Put the Cat Out

Siamese cat, Grant

Shut out again. (photo: author)

Steven King’s On Writing: A Memoir of the Craft focuses on how he became a writer and the process of becoming and many of his observations about being a writer ring true to me. Like most people who dispense advice to the novice, he emphasizes the virtue of “ass-in-the-chair”—writing every day, which is a groove serious writers finally work their way into, despite the distractions of kids, jobs, and grocery-shopping. Right now, for example, my lawn is shaggy as a pony’s winter coat.

He says if he doesn’t write daily, “the characters begin to stale off in my mind—they begin to seem like characters instead of real people . . . the excitement of spinning something new begins to fade.” Like many other writers, I hit the keyboard early in the morning, and the excitement King talks about is what gets me out of bed at five to grab a cup of coffee and dive into the work.

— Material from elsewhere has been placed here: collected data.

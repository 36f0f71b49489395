//! Normalization of transport requests into `RequestDescriptor`s.

use crate::rules::RequestDescriptor;
use serde_json::{Map, Value};
use std::borrow::Cow;

/// Application name and match path extracted from a replay URL
#[derive(Debug, Clone, PartialEq, Eq)]
pub struct ReplayTarget {
    pub application: String,
    /// Remainder of the path after the application segment, starting with `/`
    pub path: String,
}

/// Split a request path into application name and match path.
///
/// Accepts both `/<app>/<rest>` and `/<prefix>/<app>/<rest>`. Returns `None`
/// when there is no application segment.
pub fn split_replay_path(path: &str, prefix: &str) -> Option<ReplayTarget> {
    let mut rest = path.strip_prefix('/').unwrap_or(path);

    if let Some(after_prefix) = rest
        .strip_prefix(prefix)
        .and_then(|r| r.strip_prefix('/'))
    {
        if !after_prefix.is_empty() && !after_prefix.starts_with('/') {
            rest = after_prefix;
        }
    }

    let (application, remainder) = match rest.split_once('/') {
        Some((app, remainder)) => (app, remainder),
        None => (rest, ""),
    };
    if application.is_empty() {
        return None;
    }

    Some(ReplayTarget {
        application: percent_decode(application).into_owned(),
        path: format!("/{}", percent_decode(remainder)),
    })
}

/// Value of the first `name` parameter in a query string.
///
/// `?name=` and a bare `?name` both yield `Some("")`; a missing parameter yields `None`.
pub fn query_param(query: Option<&str>, name: &str) -> Option<String> {
    query?
        .split('&')
        .filter(|pair| !pair.is_empty())
        .map(|pair| pair.split_once('=').unwrap_or((pair, "")))
        .find(|(key, _)| form_decode(key) == name)
        .map(|(_, value)| form_decode(value))
}

/// Media type of a `Content-Type` header value, without parameters
fn media_type(content_type: &str) -> &str {
    content_type.split(';').next().unwrap_or("").trim()
}

/// `application/json` and `+json` suffixed types such as `application/vnd.api+json`
fn is_json_media_type(media_type: &str) -> bool {
    let lower = media_type.to_ascii_lowercase();
    lower == "application/json" || lower.ends_with("+json")
}

/// Parse a request body into a key/value mapping.
///
/// JSON objects map directly when the content type is JSON or absent;
/// urlencoded forms map to string values. Anything else is an empty mapping.
pub fn parse_body(content_type: Option<&str>, body: &[u8]) -> Map<String, Value> {
    if body.is_empty() {
        return Map::new();
    }

    match content_type.map(media_type) {
        Some(media) if media.eq_ignore_ascii_case("application/x-www-form-urlencoded") => {
            let text = String::from_utf8_lossy(body);
            let mut form = Map::new();
            for pair in text.split('&').filter(|p| !p.is_empty()) {
                let (key, value) = pair.split_once('=').unwrap_or((pair, ""));
                form.entry(form_decode(key))
                    .or_insert_with(|| Value::String(form_decode(value)));
            }
            form
        }
        Some(media) if !is_json_media_type(media) => Map::new(),
        _ => match serde_json::from_slice::<Value>(body) {
            Ok(Value::Object(map)) => map,
            _ => Map::new(),
        },
    }
}

/// Build the descriptor the matcher sees for a replay request
pub fn build_descriptor(
    method: &str,
    target: &ReplayTarget,
    query: Option<&str>,
    identifier_param: &str,
    content_type: Option<&str>,
    body: &[u8],
) -> RequestDescriptor {
    RequestDescriptor {
        path: target.path.clone(),
        method: method.to_string(),
        unique_identifier: query_param(query, identifier_param),
        body: parse_body(content_type, body),
    }
}

fn percent_decode(s: &str) -> Cow<'_, str> {
    urlencoding::decode(s).unwrap_or(Cow::Borrowed(s))
}

fn form_decode(s: &str) -> String {
    let spaced = s.replace('+', " ");
    urlencoding::decode(&spaced)
        .map(Cow::into_owned)
        .unwrap_or(spaced)
}

#[cfg(test)]
mod tests {
    use super::*;
    use serde_json::json;

    const PREFIX: &str = "simulated-data";

    fn target(app: &str, path: &str) -> Option<ReplayTarget> {
        Some(ReplayTarget {
            application: app.to_string(),
            path: path.to_string(),
        })
    }

    #[test]
    fn test_split_primary_form() {
        assert_eq!(split_replay_path("/billing/invoice", PREFIX), target("billing", "/invoice"));
        assert_eq!(
            split_replay_path("/billing/invoice/42/lines", PREFIX),
            target("billing", "/invoice/42/lines")
        );
    }

    #[test]
    fn test_split_namespaced_form() {
        assert_eq!(
            split_replay_path("/simulated-data/billing/invoice", PREFIX),
            target("billing", "/invoice")
        );
    }

    #[test]
    fn test_split_application_only() {
        assert_eq!(split_replay_path("/billing", PREFIX), target("billing", "/"));
        assert_eq!(split_replay_path("/billing/", PREFIX), target("billing", "/"));
        assert_eq!(
            split_replay_path("/simulated-data", PREFIX),
            target("simulated-data", "/")
        );
    }

    #[test]
    fn test_split_keeps_trailing_slash() {
        assert_eq!(
            split_replay_path("/billing/invoice/", PREFIX),
            target("billing", "/invoice/")
        );
    }

    #[test]
    fn test_split_no_application() {
        assert_eq!(split_replay_path("/", PREFIX), None);
        assert_eq!(split_replay_path("", PREFIX), None);
        assert_eq!(split_replay_path("//invoice", PREFIX), None);
    }

    #[test]
    fn test_split_decodes_segments() {
        assert_eq!(
            split_replay_path("/billing/my%20invoice", PREFIX),
            target("billing", "/my invoice")
        );
        assert_eq!(
            split_replay_path("/bill%2Fing/x", PREFIX),
            target("bill/ing", "/x")
        );
    }

    #[test]
    fn test_split_prefix_must_be_whole_segment() {
        assert_eq!(
            split_replay_path("/simulated-database/x", PREFIX),
            target("simulated-database", "/x")
        );
    }

    #[test]
    fn test_query_param_presence() {
        assert_eq!(query_param(None, "uniqueIdentifier"), None);
        assert_eq!(query_param(Some("other=1"), "uniqueIdentifier"), None);
        assert_eq!(
            query_param(Some("uniqueIdentifier=abc"), "uniqueIdentifier"),
            Some("abc".to_string())
        );
        assert_eq!(
            query_param(Some("uniqueIdentifier="), "uniqueIdentifier"),
            Some(String::new())
        );
        assert_eq!(
            query_param(Some("uniqueIdentifier"), "uniqueIdentifier"),
            Some(String::new())
        );
    }

    #[test]
    fn test_query_param_first_wins_and_decodes() {
        assert_eq!(
            query_param(
                Some("x=1&uniqueIdentifier=a%20b&uniqueIdentifier=c"),
                "uniqueIdentifier"
            ),
            Some("a b".to_string())
        );
        assert_eq!(
            query_param(Some("uniqueIdentifier=a+b"), "uniqueIdentifier"),
            Some("a b".to_string())
        );
    }

    #[test]
    fn test_parse_json_body() {
        let body = parse_body(Some("application/json"), br#"{"a": 1, "b": {"c": [1, 2]}}"#);
        assert_eq!(body["a"], json!(1));
        assert_eq!(body["b"], json!({"c": [1, 2]}));
    }

    #[test]
    fn test_parse_json_without_content_type() {
        let body = parse_body(None, br#"{"a": true}"#);
        assert_eq!(body["a"], json!(true));
    }

    #[test]
    fn test_parse_non_object_bodies_are_empty() {
        assert!(parse_body(Some("application/json"), b"").is_empty());
        assert!(parse_body(Some("application/json"), b"[1, 2]").is_empty());
        assert!(parse_body(Some("application/json"), b"\"text\"").is_empty());
        assert!(parse_body(Some("text/plain"), b"hello").is_empty());
    }

    #[test]
    fn test_json_object_under_other_content_type_is_empty() {
        assert!(parse_body(Some("text/plain"), br#"{"a": 1}"#).is_empty());
        assert!(parse_body(Some("application/xml"), br#"{"a": 1}"#).is_empty());
    }

    #[test]
    fn test_json_content_type_variants() {
        let body = parse_body(Some("application/json; charset=utf-8"), br#"{"a": 1}"#);
        assert_eq!(body["a"], json!(1));
        let body = parse_body(Some("Application/JSON"), br#"{"a": 1}"#);
        assert_eq!(body["a"], json!(1));
        let body = parse_body(Some("application/vnd.api+json"), br#"{"a": 1}"#);
        assert_eq!(body["a"], json!(1));
    }

    #[test]
    fn test_parse_form_body() {
        let body = parse_body(
            Some("application/x-www-form-urlencoded; charset=utf-8"),
            b"name=Jane+Doe&city=S%C3%A3o&name=ignored&flag",
        );
        assert_eq!(body["name"], json!("Jane Doe"));
        assert_eq!(body["city"], json!("São"));
        assert_eq!(body["flag"], json!(""));
    }

    #[test]
    fn test_build_descriptor() {
        let target = ReplayTarget {
            application: "billing".to_string(),
            path: "/invoice".to_string(),
        };
        let descriptor = build_descriptor(
            "POST",
            &target,
            Some("uniqueIdentifier=u1"),
            "uniqueIdentifier",
            Some("application/json"),
            br#"{"a": 1}"#,
        );

        assert_eq!(descriptor.path, "/invoice");
        assert_eq!(descriptor.method, "POST");
        assert_eq!(descriptor.unique_identifier.as_deref(), Some("u1"));
        assert_eq!(descriptor.body["a"], json!(1));
    }
}
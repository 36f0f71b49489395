//! ApplicationManager - lifecycle management for named rule sets.
//!
//! Reads go straight to the store. Every mutation of a rule set runs under a
//! per-application lock, so concurrent appends to the same application are
//! applied one after another instead of overwriting each other.

use super::types::{validate_name, ApplicationError};
use crate::rules::{merge_rules, IngestSummary, RuleSpec};
use crate::store::{RuleStore, StoreError};
use parking_lot::{Mutex, MutexGuard};
use std::collections::HashMap;
use std::sync::Arc;
use tracing::{debug, info, warn};

/// Manages the rule sets of all registered applications
pub struct ApplicationManager {
    store: Arc<dyn RuleStore>,
    /// Write locks by application name; an entry lives only while a writer holds or awaits it
    write_locks: Mutex<HashMap<String, Arc<Mutex<()>>>>,
}

impl ApplicationManager {
    pub fn new(store: Arc<dyn RuleStore>) -> Self {
        Self {
            store,
            write_locks: Mutex::new(HashMap::new()),
        }
    }

    fn lock_for(&self, name: &str) -> Arc<Mutex<()>> {
        let mut locks = self.write_locks.lock();
        Arc::clone(locks.entry(name.to_string()).or_default())
    }

    /// Run `f` holding the write locks of `names`, taken in sorted order.
    ///
    /// Afterwards each entry is removed from the table unless another caller
    /// still holds a handle to it.
    fn with_write_locks<T>(&self, names: &[&str], f: impl FnOnce() -> T) -> T {
        let mut names = names.to_vec();
        names.sort_unstable();
        names.dedup();

        let locks: Vec<Arc<Mutex<()>>> = names.iter().map(|name| self.lock_for(name)).collect();
        let result = {
            let _guards: Vec<MutexGuard<'_, ()>> = locks.iter().map(|lock| lock.lock()).collect();
            f()
        };

        // Handles are only cloned under the table lock, so a count of 2
        // (table + ours) cannot grow while we hold it.
        let mut table = self.write_locks.lock();
        for (name, lock) in names.into_iter().zip(locks) {
            if Arc::strong_count(&lock) == 2 {
                table.remove(name);
            }
        }
        result
    }

    #[cfg(test)]
    fn lock_table_len(&self) -> usize {
        self.write_locks.lock().len()
    }

    /// Register a new application with an empty rule set
    pub fn create(&self, name: &str) -> Result<(), ApplicationError> {
        validate_name(name)?;

        self.with_write_locks(&[name], || match self.store.create(name) {
            Ok(()) => {
                info!("Created application '{}'", name);
                Ok(())
            }
            Err(StoreError::AlreadyExists(_)) => Err(ApplicationError::AlreadyExists(name.to_string())),
            Err(e) => Err(ApplicationError::storage(name, e)),
        })
    }

    /// List application names in ascending order
    pub fn list(&self) -> Result<Vec<String>, ApplicationError> {
        self.store.list().map_err(ApplicationError::ListFailed)
    }

    /// Rename an application, keeping its rule set
    pub fn rename(&self, current: &str, new_name: &str) -> Result<(), ApplicationError> {
        if validate_name(current).is_err() {
            return Err(ApplicationError::NotFound(current.to_string()));
        }
        validate_name(new_name)?;

        self.with_write_locks(&[current, new_name], || {
            if current == new_name {
                return match self.store.exists(current) {
                    Ok(true) => Ok(()),
                    Ok(false) => Err(ApplicationError::NotFound(current.to_string())),
                    Err(e) => Err(ApplicationError::storage(current, e)),
                };
            }

            match self.store.rename(current, new_name) {
                Ok(()) => {
                    info!("Renamed application '{}' to '{}'", current, new_name);
                    Ok(())
                }
                Err(StoreError::NotFound(_)) => Err(ApplicationError::NotFound(current.to_string())),
                Err(StoreError::AlreadyExists(_)) => {
                    Err(ApplicationError::AlreadyExists(new_name.to_string()))
                }
                Err(e) => Err(ApplicationError::storage(current, e)),
            }
        })
    }

    /// Delete an application and its rule set
    pub fn delete(&self, name: &str) -> Result<(), ApplicationError> {
        if validate_name(name).is_err() {
            return Err(ApplicationError::NotFound(name.to_string()));
        }

        self.with_write_locks(&[name], || match self.store.delete(name) {
            Ok(()) => {
                info!("Deleted application '{}'", name);
                Ok(())
            }
            Err(StoreError::NotFound(_)) => Err(ApplicationError::NotFound(name.to_string())),
            Err(e) => Err(ApplicationError::storage(name, e)),
        })
    }

    /// Append rules to an application, skipping duplicates.
    ///
    /// A corrupt stored record is replaced: the batch is merged into an empty
    /// set and the result written back.
    pub fn append(
        &self,
        name: &str,
        candidates: Vec<RuleSpec>,
    ) -> Result<IngestSummary, ApplicationError> {
        if validate_name(name).is_err() {
            return Err(ApplicationError::NotFound(name.to_string()));
        }

        self.with_write_locks(&[name], || {
            let mut rules = match self.store.load(name) {
                Ok(rules) => rules,
                Err(StoreError::NotFound(_)) => {
                    return Err(ApplicationError::NotFound(name.to_string()))
                }
                Err(StoreError::Corrupt { reason, .. }) => {
                    warn!(
                        application = name,
                        "Stored rule set is corrupt, rebuilding from incoming batch: {}", reason
                    );
                    Vec::new()
                }
                Err(e) => return Err(ApplicationError::storage(name, e)),
            };

            let summary = merge_rules(&mut rules, candidates);
            self.store
                .save(name, &rules)
                .map_err(|e| ApplicationError::storage(name, e))?;

            debug!(
                application = name,
                added = summary.added,
                duplicates = summary.duplicates,
                total = rules.len(),
                "Appended rules"
            );
            Ok(summary)
        })
    }

    /// Load the rule set used for replay.
    ///
    /// Unlike `append`, a corrupt record is an error here.
    pub fn rules(&self, name: &str) -> Result<Vec<RuleSpec>, ApplicationError> {
        if validate_name(name).is_err() {
            return Err(ApplicationError::NotFound(name.to_string()));
        }

        match self.store.load(name) {
            Ok(rules) => Ok(rules),
            Err(StoreError::NotFound(_)) => Err(ApplicationError::NotFound(name.to_string())),
            Err(e) => Err(ApplicationError::storage(name, e)),
        }
    }
}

He also insists that you shut the office door, “your way of telling the world and yourself that you mean business.” Certainly, I shut mine, mostly to keep out Grant, a Siamese cat who thinks sitting in my lap and watching the cursor move across the screen has limited entertainment value and is something to complain about. (I created a monster when I played YouTube cat videos for him.) Eliminate distractions—phones, beeping email alerts, insistent cats—anything that takes you away from the page.

King tries to write 10 pages a day—about 2000 words. That’s his goal, and he thinks every writer should have one, every day. I’m a fan of getting a draft on paper, powering through and getting the story down and fixing all the inevitable issues and lapses and problems in rewrite. After that, I revise, a chapter a day.

Room, door (and the determination to shut it), goal. Adhering to these basics, he believes, makes writing easier over time. The more you do it, the easier it gets. “Don’t wait for the muse to come,” he says, and it’s astonishing how many would-be writers talk to me about their lack of or need for “inspiration,” as if it sprinkles down from the clouds rather than up from the mind’s carefully plowed field. King says, “Your job is make sure the muse knows where you’re going to be every day.”

Everyone who aspires to write has likely read a lot, too. We’ve listened to lots of TV and movie scripts. Lots of other people’s words, many not very good, have passed into our brains, and our subconscious is filled with the stuff. It’s in there. It wants out. When a phrase or scene comes too easily, almost unconsciously, I’ve learned there’s a problem. It’s canned, it’s derivative, it’s not a genuine product.

So now King gets to the hard part. You have to tell the truth. Your story’s truth. The writer cannot just be a pass-through for others’ words, ideas, conversations. “The job of fiction,” he says, “is to find the truth inside the story’s web of lies.” Even when we love the characters in a book and we really, really don’t want it to end, if the book has told the truth, we can feel satisfied when we turn that last page. If not, a squeaky voice starts up somewhere in our brain, Madeline’s Miss Clavel saying, “Something is not right.” As stunning as most of Gone Girl was—a web of lies if ever there was one—I thought the ending fell unexpectedly flat, and King has put his finger on the reason. In working out her denouement, author Gillian Flynn somehow strayed from the truth of her characters.

By contrast, truth-telling pervades the Pinckney Benedict stories I reviewed this week (on the home page for now; eventually the review will end up in “Reading . . .”). One of the best quotes describing the struggle to find the truth nugget is a favorite of my writing coach, Lauren Davis, and it’s from sports columnist Red Smith, who once said, “There’s nothing to writing. All you do is sit down at a typewriter and open a vein.”

While that’s true, King also says that even the worst three hours he ever spent writing “were still pretty damned good.”